I didn’t know any different, following the path, where people who were right, people who could see those wrong things were obviously stupid could be aggressive and feel justified in that act of oppressing others.

Each of us has some experience of conditioning, and the first step towards balancing that experience is reflection. By recognising that this was a very one-sided view. I co-facilitated that programme for two years, and each time, I found myself delving deeper into those core beliefs, the background assumptions and the threats which arose for my brain.

But through running that group programme, I was also making a choice. 

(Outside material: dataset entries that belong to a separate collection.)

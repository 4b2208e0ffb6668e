//! Core systems for Horizon Bridge.
//!
//! Horizon Bridge runs a declarative UI renderer against a mini-program host
//! runtime that cannot run the renderer itself. This crate provides:
//!
//! - **Host Tree**: The mutable, serializable node tree the host paints from
//! - **Mutations**: Closed set of insert/update/move/remove operations
//! - **Update Queue**: Per-render-pass buffer of pending mutation batches
//! - **Host Adaptor**: Applies commits immediately or on demand
//! - **Lifecycle Bus**: Last-value cache plus broadcast for host lifecycle signals
//! - **Event Proxy**: Host page events (`onLoad`, `onShow`, `onHide`, ...)
//! - **Testing**: A scripted renderer and `render` harness
//!
//! # Adaptor Example
//!
//! ```
//! use horizon_bridge_core::testing::render;
//! use horizon_bridge_core::{HostElement, InstanceId, Mutation};
//!
//! let result = render(None).unwrap();
//! result.set_manually_resolved_update_callback(true);
//!
//! let root = InstanceId::CONTAINER;
//! result
//!     .commit_with_id("a", vec![Mutation::append(root, HostElement::new(InstanceId::new(1), "view"))])
//!     .unwrap();
//! result
//!     .commit_with_id("b", vec![Mutation::append(root, HostElement::new(InstanceId::new(2), "text"))])
//!     .unwrap();
//!
//! // Resolve out of order.
//! result.resolve_update_callback(Some("b")).unwrap();
//! assert_eq!(result.container().child_ids(), vec![InstanceId::new(2)]);
//! result.resolve_update_callback(Some("a")).unwrap();
//! assert_eq!(result.container().children.len(), 2);
//! ```
//!
//! # Lifecycle Example
//!
//! ```
//! use std::sync::Arc;
//! use horizon_bridge_core::{HostEvent, LifecycleBus, LifecycleProvider, LocalEventProxy};
//! use horizon_bridge_core::hooks::use_visibility;
//!
//! let proxy = LocalEventProxy::new();
//! let bus = Arc::new(LifecycleBus::new());
//! let _provider = LifecycleProvider::attach(&proxy, bus.clone());
//!
//! proxy.dispatch(HostEvent::OnShow, &serde_json::Value::Null);
//!
//! // Mounted after the event fired, still sees `true`.
//! let _sub = use_visibility(&bus, |visible| assert!(visible));
//! ```

mod adaptor;
mod error;
pub mod event;
pub mod hooks;
pub mod lifecycle;
pub mod logging;
pub mod mutation;
pub mod node;
pub mod queue;
pub mod renderer;
pub mod testing;

pub use adaptor::{AdaptorConfig, AdaptorInstance, CommitSink, HostAdaptor, ResolutionMode};
pub use error::{AdaptorError, QueryError, Result, TreeError};
pub use event::{EventHandler, EventProxy, EventSubscription, HostEvent, LocalEventProxy};
pub use lifecycle::{
    LifecycleBus, LifecycleEvent, LifecycleName, LifecycleProvider, LoadOptions, Subscription,
    SubscriptionGuard,
};
pub use logging::{HostTreeDebug, TreeFormatOptions, TreeStyle};
pub use mutation::{HostElement, Mutation, TextUpdate};
pub use node::{HostNode, HostTree, InstanceId, MAX_DEPTH};
pub use queue::{
    RenderId, RenderIdGenerator, UpdateEntry, UpdateQueue, UpdateState, RESOLVED_HISTORY,
};
pub use renderer::{MountContext, Renderer};
//! Lifecycle bus for Horizon Bridge.
//!
//! Host runtime lifecycle callbacks are one-shot: launch options arrive once
//! in `onLoad`, and a hook mounted after that would never see them. The
//! [`LifecycleBus`] keeps the last value emitted for every
//! [`LifecycleName`] and replays it to late subscribers before forwarding
//! live emissions.
//!
//! # Key Types
//!
//! - [`LifecycleBus`] - Cache plus per-signal subscriber lists
//! - [`Subscription`] - Handle that removes a subscriber
//! - [`SubscriptionGuard`] - RAII alternative that unsubscribes on drop
//! - [`LifecycleProvider`] - Wires host events from an [`EventProxy`] to a bus
//!
//! # Example
//!
//! ```
//! use std::sync::Arc;
//! use horizon_bridge_core::{LifecycleBus, LifecycleEvent, LifecycleName};
//!
//! let bus = Arc::new(LifecycleBus::new());
//! bus.emit(LifecycleEvent::Visibility(true));
//!
//! // A late subscriber is replayed the cached value immediately.
//! let sub = bus.subscribe(LifecycleName::Visibility, |event| {
//!     println!("visibility: {event:?}");
//! });
//! bus.emit(LifecycleEvent::Visibility(false));
//! sub.unsubscribe();
//! ```

use std::collections::{BTreeMap, HashMap};
use std::fmt;
use std::sync::{Arc, Weak};

use parking_lot::Mutex;
use serde::{Deserialize, Serialize};
use serde_json::Value;

use crate::event::{EventProxy, EventSubscription, HostEvent};
use crate::logging::targets;

/// Launch query options delivered with `onLoad`.
pub type LoadOptions = BTreeMap<String, String>;

/// The fixed set of lifecycle signals.
#[derive(Debug, Clone, Copy, PartialEq, Eq, Hash, Serialize, Deserialize)]
#[serde(rename_all = "camelCase")]
pub enum LifecycleName {
    /// Launch options from `onLoad`.
    LoadOptions,
    /// Page visibility from `onShow` / `onHide`.
    Visibility,
}

impl LifecycleName {
    /// Signal name as exposed to application code.
    pub fn as_str(self) -> &'static str {
        match self {
            Self::LoadOptions => "loadOptions",
            Self::Visibility => "visibility",
        }
    }
}

impl fmt::Display for LifecycleName {
    fn fmt(&self, f: &mut fmt::Formatter<'_>) -> fmt::Result {
        f.write_str(self.as_str())
    }
}

/// A lifecycle signal together with its value.
#[derive(Debug, Clone, PartialEq, Eq, Serialize, Deserialize)]
#[serde(tag = "name", content = "data", rename_all = "camelCase")]
pub enum LifecycleEvent {
    /// Launch options.
    LoadOptions(LoadOptions),
    /// Whether the page is visible.
    Visibility(bool),
}

impl LifecycleEvent {
    /// The signal this value belongs to.
    pub fn name(&self) -> LifecycleName {
        match self {
            Self::LoadOptions(_) => LifecycleName::LoadOptions,
            Self::Visibility(_) => LifecycleName::Visibility,
        }
    }
}

/// Convert an `onLoad` payload into [`LoadOptions`].
///
/// Object entries with string values are taken as is, other scalars are
/// rendered to strings and nulls are skipped. Non-object payloads yield an
/// empty map.
pub fn load_options_from_payload(payload: &Value) -> LoadOptions {
    let Value::Object(map) = payload else {
        return LoadOptions::new();
    };
    map.iter()
        .filter_map(|(key, value)| {
            let value = match value {
                Value::Null => return None,
                Value::String(s) => s.clone(),
                other => other.to_string(),
            };
            Some((key.clone(), value))
        })
        .collect()
}

type Callback = Arc<dyn Fn(&LifecycleEvent) + Send + Sync>;

struct Subscriber {
    id: u64,
    callback: Callback,
}

#[derive(Default)]
struct BusState {
    next_id: u64,
    cache: HashMap<LifecycleName, LifecycleEvent>,
    subscribers: HashMap<LifecycleName, Vec<Subscriber>>,
}

/// Cache-plus-broadcast channel for lifecycle signals.
///
/// One bus exists per rendered application instance. It is shared as
/// `Arc<LifecycleBus>` with every consumer and cleared by
/// [`teardown`](Self::teardown) when the instance unmounts.
///
/// Callbacks are invoked without the internal lock held, so a callback may
/// subscribe, unsubscribe or emit.
pub struct LifecycleBus {
    state: Arc<Mutex<BusState>>,
}

impl Default for LifecycleBus {
    fn default() -> Self {
        Self::new()
    }
}

impl LifecycleBus {
    /// Create a bus with an empty cache and no subscribers.
    pub fn new() -> Self {
        Self {
            state: Arc::new(Mutex::new(BusState::default())),
        }
    }

    /// Cache `event` and deliver it to the current subscribers of its
    /// signal, in subscription order.
    #[tracing::instrument(skip_all, target = "horizon_bridge_core::lifecycle", level = "trace")]
    pub fn emit(&self, event: LifecycleEvent) {
        let name = event.name();
        let callbacks: Vec<Callback> = {
            let mut state = self.state.lock();
            state.cache.insert(name, event.clone());
            state
                .subscribers
                .get(&name)
                .map(|subs| subs.iter().map(|s| s.callback.clone()).collect())
                .unwrap_or_default()
        };
        tracing::debug!(target: targets::LIFECYCLE, %name, subscribers = callbacks.len(), "emitting lifecycle signal");

        for callback in callbacks {
            callback(&event);
        }
    }

    /// Subscribe to `name`.
    ///
    /// If a value has already been emitted for `name`, `callback` is invoked
    /// with it before this returns. Later emissions are delivered until the
    /// returned [`Subscription`] is unsubscribed.
    pub fn subscribe<F>(&self, name: LifecycleName, callback: F) -> Subscription
    where
        F: Fn(&LifecycleEvent) + Send + Sync + 'static,
    {
        let callback: Callback = Arc::new(callback);
        let (id, cached) = {
            let mut state = self.state.lock();
            let id = state.next_id;
            state.next_id += 1;
            state.subscribers.entry(name).or_default().push(Subscriber {
                id,
                callback: callback.clone(),
            });
            (id, state.cache.get(&name).cloned())
        };

        if let Some(cached) = cached {
            tracing::trace!(target: targets::LIFECYCLE, %name, "replaying cached lifecycle value");
            callback(&cached);
        }

        Subscription {
            state: Arc::downgrade(&self.state),
            name,
            id,
        }
    }

    /// Subscribe with automatic removal when the guard is dropped.
    pub fn subscribe_scoped<F>(&self, name: LifecycleName, callback: F) -> SubscriptionGuard
    where
        F: Fn(&LifecycleEvent) + Send + Sync + 'static,
    {
        SubscriptionGuard {
            subscription: self.subscribe(name, callback),
        }
    }

    /// The last value emitted for `name`.
    pub fn cached(&self, name: LifecycleName) -> Option<LifecycleEvent> {
        self.state.lock().cache.get(&name).cloned()
    }

    /// Number of active subscribers for `name`.
    pub fn subscriber_count(&self, name: LifecycleName) -> usize {
        self.state
            .lock()
            .subscribers
            .get(&name)
            .map_or(0, Vec::len)
    }

    /// Clear the cache and drop every subscriber.
    pub fn teardown(&self) {
        let mut state = self.state.lock();
        state.cache.clear();
        state.subscribers.clear();
        tracing::debug!(target: targets::LIFECYCLE, "lifecycle bus torn down");
    }
}

impl fmt::Debug for LifecycleBus {
    fn fmt(&self, f: &mut fmt::Formatter<'_>) -> fmt::Result {
        let state = self.state.lock();
        f.debug_struct("LifecycleBus")
            .field("cache", &state.cache)
            .field(
                "subscribers",
                &state.subscribers.values().map(Vec::len).sum::<usize>(),
            )
            .finish()
    }
}

/// Handle returned by [`LifecycleBus::subscribe`].
///
/// Unsubscribing is idempotent and safe after the bus is gone. Dropping the
/// handle keeps the subscription alive; use
/// [`LifecycleBus::subscribe_scoped`] for drop-based removal.
#[must_use = "the handle is the only way to unsubscribe"]
#[derive(Debug, Clone)]
pub struct Subscription {
    state: Weak<Mutex<BusState>>,
    name: LifecycleName,
    id: u64,
}

impl Subscription {
    /// The signal this subscription listens to.
    pub fn name(&self) -> LifecycleName {
        self.name
    }

    /// Stop receiving emissions.
    pub fn unsubscribe(&self) {
        let Some(state) = self.state.upgrade() else {
            return;
        };
        let mut state = state.lock();
        if let Some(subs) = state.subscribers.get_mut(&self.name) {
            subs.retain(|s| s.id != self.id);
        }
    }
}

/// A subscription that unsubscribes when dropped.
#[derive(Debug)]
pub struct SubscriptionGuard {
    subscription: Subscription,
}

impl SubscriptionGuard {
    /// The underlying handle.
    pub fn subscription(&self) -> &Subscription {
        &self.subscription
    }
}

impl Drop for SubscriptionGuard {
    fn drop(&mut self) {
        self.subscription.unsubscribe();
    }
}

/// Forwards host page events to a [`LifecycleBus`].
///
/// - `onLoad` emits [`LifecycleEvent::LoadOptions`]
/// - `onShow` emits [`LifecycleEvent::Visibility`]`(true)`
/// - `onHide` emits [`LifecycleEvent::Visibility`]`(false)`
///
/// The host handlers are removed by [`detach`](Self::detach) or on drop.
pub struct LifecycleProvider {
    bus: Arc<LifecycleBus>,
    registrations: Vec<EventSubscription>,
}

impl LifecycleProvider {
    /// Register the host handlers on `proxy`.
    pub fn attach(proxy: &dyn EventProxy, bus: Arc<LifecycleBus>) -> Self {
        let mut registrations = Vec::with_capacity(3);

        let target = Arc::downgrade(&bus);
        registrations.push(proxy.handle_event(
            HostEvent::OnLoad,
            Arc::new(move |payload: &Value| {
                if let Some(bus) = target.upgrade() {
                    bus.emit(LifecycleEvent::LoadOptions(load_options_from_payload(payload)));
                }
            }),
        ));

        for (event, visible) in [(HostEvent::OnShow, true), (HostEvent::OnHide, false)] {
            let target = Arc::downgrade(&bus);
            registrations.push(proxy.handle_event(
                event,
                Arc::new(move |_: &Value| {
                    if let Some(bus) = target.upgrade() {
                        bus.emit(LifecycleEvent::Visibility(visible));
                    }
                }),
            ));
        }

        tracing::debug!(target: targets::LIFECYCLE, "lifecycle provider attached");
        Self { bus, registrations }
    }

    /// The bus this provider feeds.
    pub fn bus(&self) -> &Arc<LifecycleBus> {
        &self.bus
    }

    /// Remove the host handlers. Calling this again does nothing.
    pub fn detach(&mut self) {
        if self.registrations.is_empty() {
            return;
        }
        for registration in self.registrations.drain(..) {
            registration.unsubscribe();
        }
        tracing::debug!(target: targets::LIFECYCLE, "lifecycle provider detached");
    }
}

impl Drop for LifecycleProvider {
    fn drop(&mut self) {
        self.detach();
    }
}

impl fmt::Debug for LifecycleProvider {
    fn fmt(&self, f: &mut fmt::Formatter<'_>) -> fmt::Result {
        f.debug_struct("LifecycleProvider")
            .field("attached", &!self.registrations.is_empty())
            .finish()
    }
}

static_assertions::assert_impl_all!(LifecycleBus: Send, Sync);
static_assertions::assert_impl_all!(Subscription: Send, Sync);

Each week, I showed up to teach theory and practical exercises, hear anecdotes and support 16-25 year old’s with their anger and anxiety. I worked with over 35 young people, from homeless bullies, to those in care, misusing drugs or supported by the youth offending service. 

If these young people with minimal education, disabilities, were bullies or were on probation could learn to manage their anger then I, a Master’s student, had to have faith in myself.

I made a choice to help these people, to learn from them, but also to face my own anger in an open and safe space.

This was my first taste of redefinition: of the chance to make active choices to map out a potential I sought. 

Making a commitment is strong. With each new group of participants, we made a group agreement, stating boundaries around physical violence, swear words and treating other members of the room. It was an open commitment we all made.

But the commitment about being happy was a real motivator for my journey towards reaching for my potential.

The tools of awareness, of realising we can change – is a key foundation of the process of redefinition.

The secret of finding awareness is the present moment. Each moment is another chance for that reminder –

“We are committed to this relationship working.”
“I can choose my response to this action.”
“I have a commitment to being a kind and compassionate person.”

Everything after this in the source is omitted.